Trouver des endroits où les déchets nucléaires peuvent être stockés en toute sécurité, où ils ne sont pas volés et où ils ne sont pas atteints par des attaques terroristes est un défi pour tous les gouvernements concernés. Le stockage des éléments combustibles usés sur place dans des réservoirs en décomposition, comme C’est le cas à Gösgen, par exemple, est la plus dangereuse de toutes les possibilités, préviennent les experts. Si le refroidissement de défaillance ou de l’eau de refroidissement s’échappe, par exemple en raison d’un accident d’avion ou d’un attentat terroriste, une catastrophe peut se produire. De nombreux États ont légalement exclu l’exportation de déchets radioactifs vers d’autres pays, peut-être beaucoup moins sûrs.

Il y a eu de nombreuses idées au cours des dernières décennies sur ce qui devrait arriver aux déchets nucléaires déplorables.

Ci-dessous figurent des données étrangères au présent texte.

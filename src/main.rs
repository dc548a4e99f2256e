use particle_field::app::{self, RunOptions};

fn main() {
    env_logger::Builder::from_env(env_logger::Env::default().default_filter_or("info")).init();

    let args: Vec<String> = std::env::args().collect();
    if let Err(e) = app::run(RunOptions::from_args(&args)) {
        log::error!("{}", e);
        std::process::exit(1);
    }
}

Par exemple, jeter les déchets rayonnants dans l’espace, les enfouir sous le fond marin, et même proposer de “les brûler d’une manière contrôlée”. La plupart des experts s’accordent à dire qu’un dépôt en couches géologiques profondes est la meilleure option. Il devrait exister jusqu’à un Million d’Années – Une peine imaginables période. À titre de comparaison, la Seconde Guerre mondiale ne date que de 70 ans.

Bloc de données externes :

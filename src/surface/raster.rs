// surface/raster.rs
// Software RGBA raster that blends like a 2D canvas context

use super::{RenderTarget, SurfaceHost, SurfaceSize};
use crate::error::FieldError;
use palette::{Srgb, Srgba};
use std::f32::consts::PI;
use ultraviolet::Vec2;

/// Circles with a device radius below this are drawn as a single pixel.
const SUBPIXEL_RADIUS: f32 = 0.5;

pub struct RasterSurface {
    width_px: u32,
    height_px: u32,
    scale: f32,
    pixels: Vec<Srgba<f32>>,
}

impl RasterSurface {
    pub fn new(size: SurfaceSize, pixel_ratio: f32) -> Self {
        let mut surface = Self {
            width_px: 0,
            height_px: 0,
            scale: 1.0,
            pixels: Vec::new(),
        };
        surface.configure(size, pixel_ratio);
        surface
    }

    pub fn dims(&self) -> (u32, u32) {
        (self.width_px, self.height_px)
    }

    pub fn scale(&self) -> f32 {
        self.scale
    }

    pub fn pixel(&self, x: u32, y: u32) -> Option<Srgba<f32>> {
        if x >= self.width_px || y >= self.height_px {
            return None;
        }
        self.pixels.get((y * self.width_px + x) as usize).copied()
    }

    /// Sum of alpha over all pixels, a cheap measure of how much was drawn.
    pub fn total_coverage(&self) -> f32 {
        self.pixels.iter().map(|p| p.alpha).sum()
    }

    /// Row-major RGBA8 copy of the raster.
    pub fn to_rgba8(&self) -> Vec<u8> {
        let mut out = Vec::with_capacity(self.pixels.len() * 4);
        for p in &self.pixels {
            let p: Srgba<u8> = p.into_format();
            out.extend_from_slice(&[p.red, p.green, p.blue, p.alpha]);
        }
        out
    }

    fn blend(&mut self, x: i64, y: i64, color: Srgb<f32>, alpha: f32) {
        if x < 0 || y < 0 || x >= self.width_px as i64 || y >= self.height_px as i64 {
            return;
        }
        let a = alpha.clamp(0.0, 1.0);
        if a <= 0.0 {
            return;
        }
        let idx = (y as u32 * self.width_px + x as u32) as usize;
        let dst = self.pixels[idx];
        // source-over, non-premultiplied
        let out_a = a + dst.alpha * (1.0 - a);
        if out_a <= 0.0 {
            return;
        }
        let mix = |s: f32, d: f32| (s * a + d * dst.alpha * (1.0 - a)) / out_a;
        self.pixels[idx] = Srgba::new(
            mix(color.red, dst.red),
            mix(color.green, dst.green),
            mix(color.blue, dst.blue),
            out_a,
        );
    }
}

impl RenderTarget for RasterSurface {
    fn configure(&mut self, size: SurfaceSize, pixel_ratio: f32) {
        let (w, h) = size.pixel_dims(pixel_ratio);
        self.width_px = w;
        self.height_px = h;
        // Absolute, so repeated resizes never compound the scale
        self.scale = pixel_ratio;
        self.pixels = vec![Srgba::new(0.0, 0.0, 0.0, 0.0); (w as usize) * (h as usize)];
    }

    fn clear(&mut self) {
        for p in &mut self.pixels {
            *p = Srgba::new(0.0, 0.0, 0.0, 0.0);
        }
    }

    fn fill_circle(&mut self, center: Vec2, radius: f32, color: Srgb<u8>, alpha: f32) {
        if self.pixels.is_empty() || alpha <= 0.0 || !center.x.is_finite() || !center.y.is_finite() {
            return;
        }
        let color: Srgb<f32> = color.into_format();
        let c = center * self.scale;
        let r = radius * self.scale;

        if r < SUBPIXEL_RADIUS {
            let coverage = (PI * r * r).min(1.0);
            self.blend(c.x.floor() as i64, c.y.floor() as i64, color, alpha * coverage);
            return;
        }

        let r_sq = r * r;
        let x0 = (c.x - r).floor() as i64;
        let x1 = (c.x + r).ceil() as i64;
        let y0 = (c.y - r).floor() as i64;
        let y1 = (c.y + r).ceil() as i64;
        for y in y0.max(0)..y1.min(self.height_px as i64) {
            for x in x0.max(0)..x1.min(self.width_px as i64) {
                let dx = x as f32 + 0.5 - c.x;
                let dy = y as f32 + 0.5 - c.y;
                if dx * dx + dy * dy <= r_sq {
                    self.blend(x, y, color, alpha);
                }
            }
        }
    }
}

/// Host that hands out software rasters of a fixed size.
#[derive(Clone, Copy, Debug)]
pub struct RasterHost {
    pub size: SurfaceSize,
    pub pixel_ratio: f32,
}

impl RasterHost {
    pub fn new(size: SurfaceSize, pixel_ratio: f32) -> Self {
        Self { size, pixel_ratio }
    }
}

impl SurfaceHost for RasterHost {
    type Target = RasterSurface;

    fn acquire(&mut self) -> Result<RasterSurface, FieldError> {
        if !self.pixel_ratio.is_finite() || self.pixel_ratio <= 0.0 {
            return Err(FieldError::SurfaceUnavailable(format!(
                "invalid pixel ratio {}",
                self.pixel_ratio
            )));
        }
        Ok(RasterSurface::new(self.size, self.pixel_ratio))
    }

    fn size(&self) -> SurfaceSize {
        self.size
    }

    fn pixel_ratio(&self) -> f32 {
        self.pixel_ratio
    }
}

Un champ de mines politique et social

La recherche d’un dépôt a produit jusqu’à présent une liste considérable d’échecs, par exemple dans la ville allemande D’Asse, où les eaux souterraines sont entrées, à Gorleben, ce qui est politiquement controversé, ou dans “Yucca Mountain” aux Etats-Unis, où la roche s’est avérée trop poreuse. Selon les États-Unis, cependant, le camp a été fermé pour des raisons politiques.

Le scientifique suisse Marcos Buser, qui a contribué au rapport, plaide même pour s’abstenir de l’idée d’un dépôt et se concentrer sur un dépôt temporaire sécurisé à court terme. Dans ce contexte, le terme" à court terme " signifie: sur plusieurs centaines d’années. Tout, il est d’accord avec ses collègues, vaut mieux que de stocker des déchets radioactifs à la surface.

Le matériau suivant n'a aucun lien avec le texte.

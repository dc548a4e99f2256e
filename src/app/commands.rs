// app/commands.rs
// Host-to-loop commands and the handle the host uses to send them

use crate::surface::{SurfaceRect, SurfaceSize};
use std::sync::atomic::{AtomicBool, Ordering};
use std::sync::mpsc::Sender;
use std::sync::Arc;
use ultraviolet::Vec2;

/// Events forwarded from the hosting environment into the frame loop.
#[derive(Clone, Copy, Debug, PartialEq)]
pub enum FieldCommand {
    PointerMove { screen: Vec2, rect: SurfaceRect },
    Resize { size: SurfaceSize, pixel_ratio: f32 },
    Reseed(u64),
    Refresh,
    Teardown,
}

/// Shared stop flag checked before every frame.
#[derive(Clone, Debug, Default)]
pub struct CancelToken(Arc<AtomicBool>);

impl CancelToken {
    pub fn new() -> Self {
        Self::default()
    }

    pub fn cancel(&self) {
        self.0.store(true, Ordering::SeqCst);
    }

    pub fn is_cancelled(&self) -> bool {
        self.0.load(Ordering::SeqCst)
    }
}

/// Host side of a running frame loop.
#[derive(Clone, Debug)]
pub struct FieldHandle {
    sender: Sender<FieldCommand>,
    token: CancelToken,
}

impl FieldHandle {
    pub(crate) fn new(sender: Sender<FieldCommand>, token: CancelToken) -> Self {
        Self { sender, token }
    }

    /// Queue a command. Returns false once the loop has gone away.
    pub fn send(&self, cmd: FieldCommand) -> bool {
        self.sender.send(cmd).is_ok()
    }

    pub fn pointer_move(&self, screen: Vec2, rect: SurfaceRect) -> bool {
        self.send(FieldCommand::PointerMove { screen, rect })
    }

    pub fn resize(&self, size: SurfaceSize, pixel_ratio: f32) -> bool {
        self.send(FieldCommand::Resize { size, pixel_ratio })
    }

    pub fn reseed(&self, signal: u64) -> bool {
        self.send(FieldCommand::Reseed(signal))
    }

    /// Cancel the loop from the host side.
    ///
    /// The token is set before this returns, so no further frame runs. The
    /// field itself, including any pending debounced resize, is torn down by
    /// the loop thread on its next `frame()` call. Owners of the loop use
    /// [`FrameLoop::teardown`](super::FrameLoop::teardown) for a fully
    /// synchronous stop.
    pub fn teardown(&self) {
        self.token.cancel();
        let _ = self.sender.send(FieldCommand::Teardown);
    }

    pub fn is_cancelled(&self) -> bool {
        self.token.is_cancelled()
    }
}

Parmi les substances rayonnantes en jeu, il y a les composants inflammables, les poussières et les liquides, qui doivent être stockés en toute sécurité pendant des centaines de milliers d’années au moins jusqu’à ce que le rayonnement ait disparu. Leur gestion et leur contrôle doivent être planifiés sur une très longue période. Enfin, et ce n’est pas le moins important, il doit y avoir une possibilité de vider un “dépôt” si des problèmes surgissent. Politiquement et socialement, c’est un processus très exigeant.

Un plan pour des centaines de milliers d’années - et il n’y a même pas de normes uniformes

En fait, la mesure et la classification des déchets nucléaires et l’évaluation de leur dangerosité dans les différents pays diffèrent déjà les uns des autres. À quelques exceptions près, chaque site potentiel se défend contre les sites contaminés. En plus des erreurs de jugement précédentes sites, les revendications des pays qui n’ont pas encore utilisé l’énergie nucléaire pour produire de l’électricité à venir. Plusieurs pays africains ont annoncé, par exemple, qu’ils veulent utiliser l’énergie nucléaire jusqu’à ce qu’un approvisionnement énergétique résilient à partir de sources renouvelables soit mis en place, rapporte “Deutsche Welle”. La question du dépôt se multiplierait donc.

C’est clair: il sera cher

Il existe une grande incertitude quant au coût final du traitement des déchets nucléaires, note le rapport. Ce qui est certain, c’est qu’il va être cher, probablement plus cher que prévu. Selon les auteurs, de nombreux gouvernements sont “trop optimistes” quant aux coûts prévus. Jusqu’à présent, il n’existe aucun pays qui a estimé avec précision les coûts d’élimination et de stockage et réduit l’écart entre les ressources disponibles et les coûts.

La Suède a couvert environ les deux tiers des fonds nécessaires, le Royaume-Uni moins de la moitié, la Suisse moins d’un tiers. Ce qui se passe, par exemple, si Axpo doit déclarer faillite, est dans une certaine mesure prévisible: bien que le principe du pollueur-payeur s’applique dans presque tous les pays, en fin de compte, les contribuables devront payer pour les coûts de stockage.